• [DATA SUPPLIED]
•••

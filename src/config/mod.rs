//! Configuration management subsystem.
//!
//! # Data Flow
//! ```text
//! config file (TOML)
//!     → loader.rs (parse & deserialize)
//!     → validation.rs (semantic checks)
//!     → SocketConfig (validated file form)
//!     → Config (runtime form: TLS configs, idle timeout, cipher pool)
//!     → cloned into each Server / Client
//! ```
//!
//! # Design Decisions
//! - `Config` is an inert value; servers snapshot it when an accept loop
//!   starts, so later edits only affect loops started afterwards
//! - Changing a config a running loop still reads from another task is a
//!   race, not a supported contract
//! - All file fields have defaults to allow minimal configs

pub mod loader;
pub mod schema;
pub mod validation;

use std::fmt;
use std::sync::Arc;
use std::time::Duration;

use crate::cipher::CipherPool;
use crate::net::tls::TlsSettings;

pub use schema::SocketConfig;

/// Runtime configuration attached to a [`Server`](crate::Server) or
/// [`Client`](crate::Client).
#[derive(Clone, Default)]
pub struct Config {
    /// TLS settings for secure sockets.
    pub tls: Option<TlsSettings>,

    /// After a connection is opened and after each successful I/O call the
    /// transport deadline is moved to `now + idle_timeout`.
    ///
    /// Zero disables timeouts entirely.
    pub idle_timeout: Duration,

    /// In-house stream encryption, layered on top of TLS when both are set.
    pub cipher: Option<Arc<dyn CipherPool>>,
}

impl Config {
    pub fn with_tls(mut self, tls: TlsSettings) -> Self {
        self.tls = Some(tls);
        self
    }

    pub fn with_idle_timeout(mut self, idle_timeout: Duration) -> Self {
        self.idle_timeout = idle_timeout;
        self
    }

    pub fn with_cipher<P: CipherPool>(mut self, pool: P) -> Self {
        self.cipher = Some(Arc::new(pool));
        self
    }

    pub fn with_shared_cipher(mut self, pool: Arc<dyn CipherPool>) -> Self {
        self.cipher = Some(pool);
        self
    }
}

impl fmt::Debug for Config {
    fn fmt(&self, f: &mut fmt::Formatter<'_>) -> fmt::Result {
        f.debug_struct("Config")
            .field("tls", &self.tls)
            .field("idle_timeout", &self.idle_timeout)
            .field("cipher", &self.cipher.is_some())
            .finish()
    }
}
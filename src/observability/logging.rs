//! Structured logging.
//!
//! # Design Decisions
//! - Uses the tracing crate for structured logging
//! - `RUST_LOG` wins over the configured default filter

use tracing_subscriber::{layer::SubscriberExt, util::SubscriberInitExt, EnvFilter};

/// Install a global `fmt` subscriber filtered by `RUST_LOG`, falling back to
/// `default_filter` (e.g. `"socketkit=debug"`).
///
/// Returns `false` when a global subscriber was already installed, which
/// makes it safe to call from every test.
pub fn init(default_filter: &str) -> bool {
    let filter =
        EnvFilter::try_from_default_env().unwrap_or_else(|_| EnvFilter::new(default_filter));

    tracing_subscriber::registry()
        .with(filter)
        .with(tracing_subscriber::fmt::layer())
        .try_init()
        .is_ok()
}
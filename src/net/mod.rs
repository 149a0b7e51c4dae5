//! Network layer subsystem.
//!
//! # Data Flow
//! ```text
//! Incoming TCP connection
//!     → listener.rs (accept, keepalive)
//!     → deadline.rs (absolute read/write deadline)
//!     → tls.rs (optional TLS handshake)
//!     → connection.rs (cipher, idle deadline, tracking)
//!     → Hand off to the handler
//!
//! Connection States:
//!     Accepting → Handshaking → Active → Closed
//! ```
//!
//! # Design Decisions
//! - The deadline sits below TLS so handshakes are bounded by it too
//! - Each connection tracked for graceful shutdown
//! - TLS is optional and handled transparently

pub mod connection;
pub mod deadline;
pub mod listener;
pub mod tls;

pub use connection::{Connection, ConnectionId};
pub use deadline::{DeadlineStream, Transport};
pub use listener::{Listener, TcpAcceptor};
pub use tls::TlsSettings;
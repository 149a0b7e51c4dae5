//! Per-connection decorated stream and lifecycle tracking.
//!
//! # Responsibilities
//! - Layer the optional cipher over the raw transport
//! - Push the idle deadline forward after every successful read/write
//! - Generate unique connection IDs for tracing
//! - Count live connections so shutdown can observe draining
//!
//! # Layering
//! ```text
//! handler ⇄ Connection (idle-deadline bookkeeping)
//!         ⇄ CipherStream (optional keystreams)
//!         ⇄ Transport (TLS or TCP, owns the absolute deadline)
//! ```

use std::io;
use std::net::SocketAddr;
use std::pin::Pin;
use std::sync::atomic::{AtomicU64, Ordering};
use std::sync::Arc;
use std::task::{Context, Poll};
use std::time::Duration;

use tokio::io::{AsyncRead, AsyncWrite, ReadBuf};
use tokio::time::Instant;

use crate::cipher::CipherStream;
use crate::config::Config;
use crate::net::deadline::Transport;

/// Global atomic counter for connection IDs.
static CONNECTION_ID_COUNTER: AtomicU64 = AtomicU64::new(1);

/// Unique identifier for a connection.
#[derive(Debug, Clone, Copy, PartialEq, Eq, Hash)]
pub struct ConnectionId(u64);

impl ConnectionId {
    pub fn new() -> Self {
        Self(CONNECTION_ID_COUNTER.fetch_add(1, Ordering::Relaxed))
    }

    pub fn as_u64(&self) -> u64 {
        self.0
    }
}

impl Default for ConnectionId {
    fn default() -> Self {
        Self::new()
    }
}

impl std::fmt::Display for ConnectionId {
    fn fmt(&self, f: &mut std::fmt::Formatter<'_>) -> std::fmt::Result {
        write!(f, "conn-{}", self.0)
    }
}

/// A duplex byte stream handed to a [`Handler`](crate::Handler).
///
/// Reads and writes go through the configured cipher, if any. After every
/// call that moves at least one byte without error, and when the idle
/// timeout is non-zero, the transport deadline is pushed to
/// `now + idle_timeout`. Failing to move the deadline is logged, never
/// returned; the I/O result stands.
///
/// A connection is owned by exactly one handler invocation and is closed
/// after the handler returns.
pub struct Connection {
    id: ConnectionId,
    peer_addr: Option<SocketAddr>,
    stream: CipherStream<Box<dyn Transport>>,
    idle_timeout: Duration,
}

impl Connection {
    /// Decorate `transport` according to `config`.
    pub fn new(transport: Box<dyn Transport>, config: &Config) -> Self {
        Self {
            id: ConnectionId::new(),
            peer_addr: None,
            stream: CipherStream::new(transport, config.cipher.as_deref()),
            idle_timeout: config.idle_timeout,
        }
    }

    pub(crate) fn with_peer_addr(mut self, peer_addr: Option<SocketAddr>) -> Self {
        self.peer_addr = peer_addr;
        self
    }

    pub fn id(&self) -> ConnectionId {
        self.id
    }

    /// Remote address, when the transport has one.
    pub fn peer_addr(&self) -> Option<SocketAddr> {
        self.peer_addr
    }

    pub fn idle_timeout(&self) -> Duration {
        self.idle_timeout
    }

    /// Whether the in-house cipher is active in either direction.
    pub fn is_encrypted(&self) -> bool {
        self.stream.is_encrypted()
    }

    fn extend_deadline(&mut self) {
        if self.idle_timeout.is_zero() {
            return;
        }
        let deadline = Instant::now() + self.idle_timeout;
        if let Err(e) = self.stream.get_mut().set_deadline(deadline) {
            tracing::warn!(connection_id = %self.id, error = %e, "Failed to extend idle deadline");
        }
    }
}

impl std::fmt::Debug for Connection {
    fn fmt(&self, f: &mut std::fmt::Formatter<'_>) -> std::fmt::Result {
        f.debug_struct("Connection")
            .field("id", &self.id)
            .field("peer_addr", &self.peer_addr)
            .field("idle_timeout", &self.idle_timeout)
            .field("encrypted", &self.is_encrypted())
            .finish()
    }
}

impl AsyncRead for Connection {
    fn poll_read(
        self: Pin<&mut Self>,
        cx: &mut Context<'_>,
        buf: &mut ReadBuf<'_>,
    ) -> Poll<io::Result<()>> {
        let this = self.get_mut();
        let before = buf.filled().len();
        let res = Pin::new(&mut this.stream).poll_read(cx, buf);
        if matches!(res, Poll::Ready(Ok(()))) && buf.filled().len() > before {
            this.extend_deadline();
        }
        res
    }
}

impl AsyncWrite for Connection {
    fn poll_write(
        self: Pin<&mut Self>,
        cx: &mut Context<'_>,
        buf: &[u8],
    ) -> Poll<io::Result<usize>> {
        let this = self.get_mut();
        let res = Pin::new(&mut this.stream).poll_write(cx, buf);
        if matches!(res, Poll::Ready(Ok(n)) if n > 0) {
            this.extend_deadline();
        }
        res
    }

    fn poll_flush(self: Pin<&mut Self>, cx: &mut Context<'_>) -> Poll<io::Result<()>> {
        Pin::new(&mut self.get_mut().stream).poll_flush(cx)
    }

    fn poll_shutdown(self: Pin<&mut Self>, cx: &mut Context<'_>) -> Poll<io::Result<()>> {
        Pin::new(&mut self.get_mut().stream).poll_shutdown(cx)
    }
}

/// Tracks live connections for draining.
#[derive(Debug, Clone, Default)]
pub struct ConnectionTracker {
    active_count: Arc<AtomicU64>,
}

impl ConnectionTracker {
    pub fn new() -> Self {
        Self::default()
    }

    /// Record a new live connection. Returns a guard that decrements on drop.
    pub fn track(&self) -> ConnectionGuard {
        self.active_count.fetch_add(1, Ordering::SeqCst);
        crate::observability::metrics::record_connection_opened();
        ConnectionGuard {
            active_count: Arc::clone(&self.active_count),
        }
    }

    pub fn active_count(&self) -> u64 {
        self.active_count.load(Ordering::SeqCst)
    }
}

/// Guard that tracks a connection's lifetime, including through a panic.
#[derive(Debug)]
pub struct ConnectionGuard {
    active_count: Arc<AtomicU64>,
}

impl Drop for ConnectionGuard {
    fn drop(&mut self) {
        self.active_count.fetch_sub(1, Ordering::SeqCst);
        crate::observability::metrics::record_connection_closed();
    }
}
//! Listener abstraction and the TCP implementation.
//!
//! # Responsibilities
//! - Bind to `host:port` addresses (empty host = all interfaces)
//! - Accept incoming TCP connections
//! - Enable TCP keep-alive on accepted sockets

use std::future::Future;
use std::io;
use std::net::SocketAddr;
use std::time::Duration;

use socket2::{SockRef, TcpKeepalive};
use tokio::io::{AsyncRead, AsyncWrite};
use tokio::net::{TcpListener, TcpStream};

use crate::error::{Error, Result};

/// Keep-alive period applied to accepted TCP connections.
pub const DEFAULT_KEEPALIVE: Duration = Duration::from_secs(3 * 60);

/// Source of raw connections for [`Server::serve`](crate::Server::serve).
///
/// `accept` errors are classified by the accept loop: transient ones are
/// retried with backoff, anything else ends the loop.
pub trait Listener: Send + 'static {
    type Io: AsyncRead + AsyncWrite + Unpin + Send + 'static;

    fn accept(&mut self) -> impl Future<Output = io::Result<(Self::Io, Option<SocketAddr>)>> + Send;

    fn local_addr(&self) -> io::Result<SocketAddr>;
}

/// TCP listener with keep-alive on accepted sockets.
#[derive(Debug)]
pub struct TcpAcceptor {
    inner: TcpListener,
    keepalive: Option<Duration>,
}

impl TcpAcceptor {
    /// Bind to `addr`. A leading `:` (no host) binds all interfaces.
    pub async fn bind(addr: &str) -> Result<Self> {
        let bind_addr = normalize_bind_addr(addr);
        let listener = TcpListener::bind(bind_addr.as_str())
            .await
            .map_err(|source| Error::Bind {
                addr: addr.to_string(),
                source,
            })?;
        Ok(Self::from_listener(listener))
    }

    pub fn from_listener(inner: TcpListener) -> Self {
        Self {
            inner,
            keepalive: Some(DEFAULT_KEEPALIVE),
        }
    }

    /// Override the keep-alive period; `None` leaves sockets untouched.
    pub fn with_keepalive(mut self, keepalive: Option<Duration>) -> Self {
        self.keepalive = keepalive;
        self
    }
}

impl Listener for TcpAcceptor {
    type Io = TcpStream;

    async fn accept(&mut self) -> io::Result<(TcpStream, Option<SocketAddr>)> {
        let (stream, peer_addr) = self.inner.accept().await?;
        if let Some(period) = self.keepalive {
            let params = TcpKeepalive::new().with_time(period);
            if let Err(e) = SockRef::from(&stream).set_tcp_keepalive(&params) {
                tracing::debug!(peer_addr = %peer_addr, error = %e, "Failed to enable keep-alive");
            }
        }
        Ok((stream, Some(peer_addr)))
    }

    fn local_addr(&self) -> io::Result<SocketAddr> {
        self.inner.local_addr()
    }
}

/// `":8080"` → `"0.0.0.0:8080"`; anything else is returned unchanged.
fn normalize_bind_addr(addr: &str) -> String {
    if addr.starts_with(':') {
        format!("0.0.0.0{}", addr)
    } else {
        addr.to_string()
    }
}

•••

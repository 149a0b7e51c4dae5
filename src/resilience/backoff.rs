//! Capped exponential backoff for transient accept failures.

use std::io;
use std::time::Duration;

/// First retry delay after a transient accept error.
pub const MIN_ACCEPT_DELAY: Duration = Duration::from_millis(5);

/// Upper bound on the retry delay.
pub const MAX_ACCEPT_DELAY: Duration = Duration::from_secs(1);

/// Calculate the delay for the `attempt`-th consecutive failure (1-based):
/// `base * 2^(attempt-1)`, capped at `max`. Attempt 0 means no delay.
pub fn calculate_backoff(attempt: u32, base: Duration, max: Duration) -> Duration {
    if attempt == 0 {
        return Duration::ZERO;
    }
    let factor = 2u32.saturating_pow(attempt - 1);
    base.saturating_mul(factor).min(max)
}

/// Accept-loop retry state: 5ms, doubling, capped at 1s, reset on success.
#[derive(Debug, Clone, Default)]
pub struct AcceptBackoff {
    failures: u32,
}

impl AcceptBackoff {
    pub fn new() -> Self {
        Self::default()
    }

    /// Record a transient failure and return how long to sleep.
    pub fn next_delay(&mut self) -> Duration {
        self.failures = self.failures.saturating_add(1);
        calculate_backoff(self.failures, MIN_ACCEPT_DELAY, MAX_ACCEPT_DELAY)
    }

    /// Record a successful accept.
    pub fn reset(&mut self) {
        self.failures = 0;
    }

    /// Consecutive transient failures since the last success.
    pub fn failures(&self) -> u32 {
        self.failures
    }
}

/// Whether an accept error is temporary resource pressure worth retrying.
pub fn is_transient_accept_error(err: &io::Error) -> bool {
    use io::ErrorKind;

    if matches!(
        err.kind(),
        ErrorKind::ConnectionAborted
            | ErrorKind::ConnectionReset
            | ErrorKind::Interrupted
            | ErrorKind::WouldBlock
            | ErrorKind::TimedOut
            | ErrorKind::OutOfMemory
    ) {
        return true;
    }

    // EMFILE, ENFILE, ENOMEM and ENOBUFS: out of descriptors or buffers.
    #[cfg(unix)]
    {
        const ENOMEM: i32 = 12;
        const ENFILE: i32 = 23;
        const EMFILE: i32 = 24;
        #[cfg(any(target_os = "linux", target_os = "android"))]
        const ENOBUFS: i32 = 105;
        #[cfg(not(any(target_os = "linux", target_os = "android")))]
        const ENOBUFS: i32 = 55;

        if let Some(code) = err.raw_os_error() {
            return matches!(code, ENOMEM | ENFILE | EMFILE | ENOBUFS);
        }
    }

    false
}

•••

• [WORK INSTRUCTIONS]
The word "filename" may appear in several lines of the data; count those lines and give only the number.

• [PROBLEM SOLUTION]
4